Taking a break in a relationship. Why did you ask for it? Did you get back together in the end?

7 comments
  1. I’ve taken breaks in relationships and found its helpful when there are other external pressures or stress and you need some alone time.
    With one partner it made me realize I wanted to end things, and with another partner it made us miss eachother a lot and that we loved eachother 😊
    I think if you trust eachother and put some guidelines on it, it can definitely help. For example we agreed to two weeks, and that we could check in and text eachother once a day, but no more to make sure we were getting the space we needed.

  2. My husband and I took a break for a couple years in the middle of our marriage. He relapsed onto drugs, committed robbery, spent a week in jail, and then had long-term legal shit to deal with. I took our 2-year-old and moved out of state. We got back together 2+ years later, had another kid, but eventually divorced.

  3. I only asked for a break once. It was a complicated situation where I was losing feelings for my boyfriend, crushing on another person and at the same time my best friend confessed to me.
    My plan was to go no-contact for a week with everybody involved so that I could sort out my feelings alone.
    It didn’t work out as my boyfriend demanded that I break up with him instead. So I did, and the break-up was permanent.

    Ultimately I think that it was selfish of me to ask for a break, because it would have left everyone else in turmoil while I was sorting out my feelings.

  4. Bf at the time said it was too much pressure with us being in a relationship, so I said we can either break or break up. He said break up, so we did for 3 weeks, then on a very emotional night where we crossed paths we ended up getting back together and branding the 3 weeks a break. Can’t tell you the feeling of getting back something you lost, feeling safe again. Didn’t last though, the next day I felt this massive anxiety, nothing had changed. A break just made me realise what was going wrong and what I didn’t want. I tried to work through it but nope, ended up breaking up with him a few weeks later.

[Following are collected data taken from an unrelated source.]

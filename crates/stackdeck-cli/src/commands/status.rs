use anyhow::Result;
use console::{style, Term};
use stackdeck_remote::StatusFeed;
use stackdeck_ui::render;
use std::sync::Arc;
use std::time::Duration;

/// Print the container table once, or keep redrawing it every `interval`.
pub async fn run(feed: Arc<dyn StatusFeed>, watch: bool, interval: Duration) -> Result<()> {
    if !watch {
        let pb = stackdeck_ui::spinner("Fetching container status...");
        let containers = feed.containers().await;
        pb.finish_and_clear();
        render::print_containers(&containers?, feed.mode());
        return Ok(());
    }

    let term = Term::stdout();
    let mut ticker = tokio::time::interval(interval);
    loop {
        ticker.tick().await;
        let result = feed.containers().await;
        let _ = term.clear_screen();
        match result {
            Ok(containers) => render::print_containers(&containers, feed.mode()),
            Err(e) => println!("{} {e}", style("Failed to fetch container status:").red()),
        }
        println!(
            "\n  Refreshing every {}s. Press Ctrl+C to stop.",
            interval.as_secs()
        );
    }
}
use async_trait::async_trait;
use stackdeck_wizard::{SubmissionPayload, SubmissionSink, SubmitError};
use std::time::Duration;

/// Posts the payload as a urlencoded form. Any non-2xx answer is a failure.
pub struct HttpSink {
    client: reqwest::Client,
    url: String,
}

impl HttpSink {
    pub fn new(url: &str) -> Result<Self, SubmitError> {
        let client = reqwest::Client::builder()
            .timeout(Duration::from_secs(30))
            .build()
            .map_err(|e| SubmitError::Transport(e.to_string()))?;
        Ok(Self {
            client,
            url: url.to_string(),
        })
    }
}

#[async_trait]
impl SubmissionSink for HttpSink {
    async fn submit(&self, payload: &SubmissionPayload) -> Result<(), SubmitError> {
        tracing::debug!(url = %self.url, apps = payload.selections.len(), "posting selection");
        let resp = self
            .client
            .post(&self.url)
            .form(&payload.form_fields())
            .send()
            .await
            .map_err(|e| SubmitError::Transport(e.to_string()))?;

        let status = resp.status();
        if !status.is_success() {
            let body = resp.text().await.unwrap_or_default();
            return Err(SubmitError::Rejected(format!("{status}: {}", body.trim())));
        }
        tracing::info!(url = %self.url, "selection accepted");
        Ok(())
    }

    fn describe(&self) -> String {
        self.url.clone()
    }
}

#[cfg(test)]
mod tests {
    use super::*;

    #[tokio::test]
    async fn unreachable_endpoint_is_a_transport_error() {
        let listener = std::net::TcpListener::bind("127.0.0.1:0").expect("bind");
        let addr = listener.local_addr().expect("addr");
        drop(listener);

        let sink = HttpSink::new(&format!("http://{addr}/soumettre")).expect("client");
        let payload = SubmissionPayload {
            community: "be".into(),
            selections: vec!["|ihm|plf|3.0.0:".into()],
            ..Default::default()
        };
        assert!(matches!(
            sink.submit(&payload).await,
            Err(SubmitError::Transport(_))
        ));
    }
}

  5. I thought I was asexual for years. I didn’t actually find anyone attractive until I was almost 19. When I finally saw someone attractive I went on a break with the guy I dated for over 2 years.

    We never got back together. It’s a dick move, I know. But I really wanted an attractive partner and now I have one. I understand looks aren’t forever, but I can’t be with someone I’m not sexually attractive to.

  6. Two years into our relationship, we had to choose between long distance indefinitely and taking a break, and we decided on break. I had been frustrated by some of his life choices and I was ready to meet other people for comparison. The other people made me appreciate his qualities more. A few months later we both decided we wanted to give long distance another chance. I was able to move to his city a few months after. We’re still together now almost three years after the break.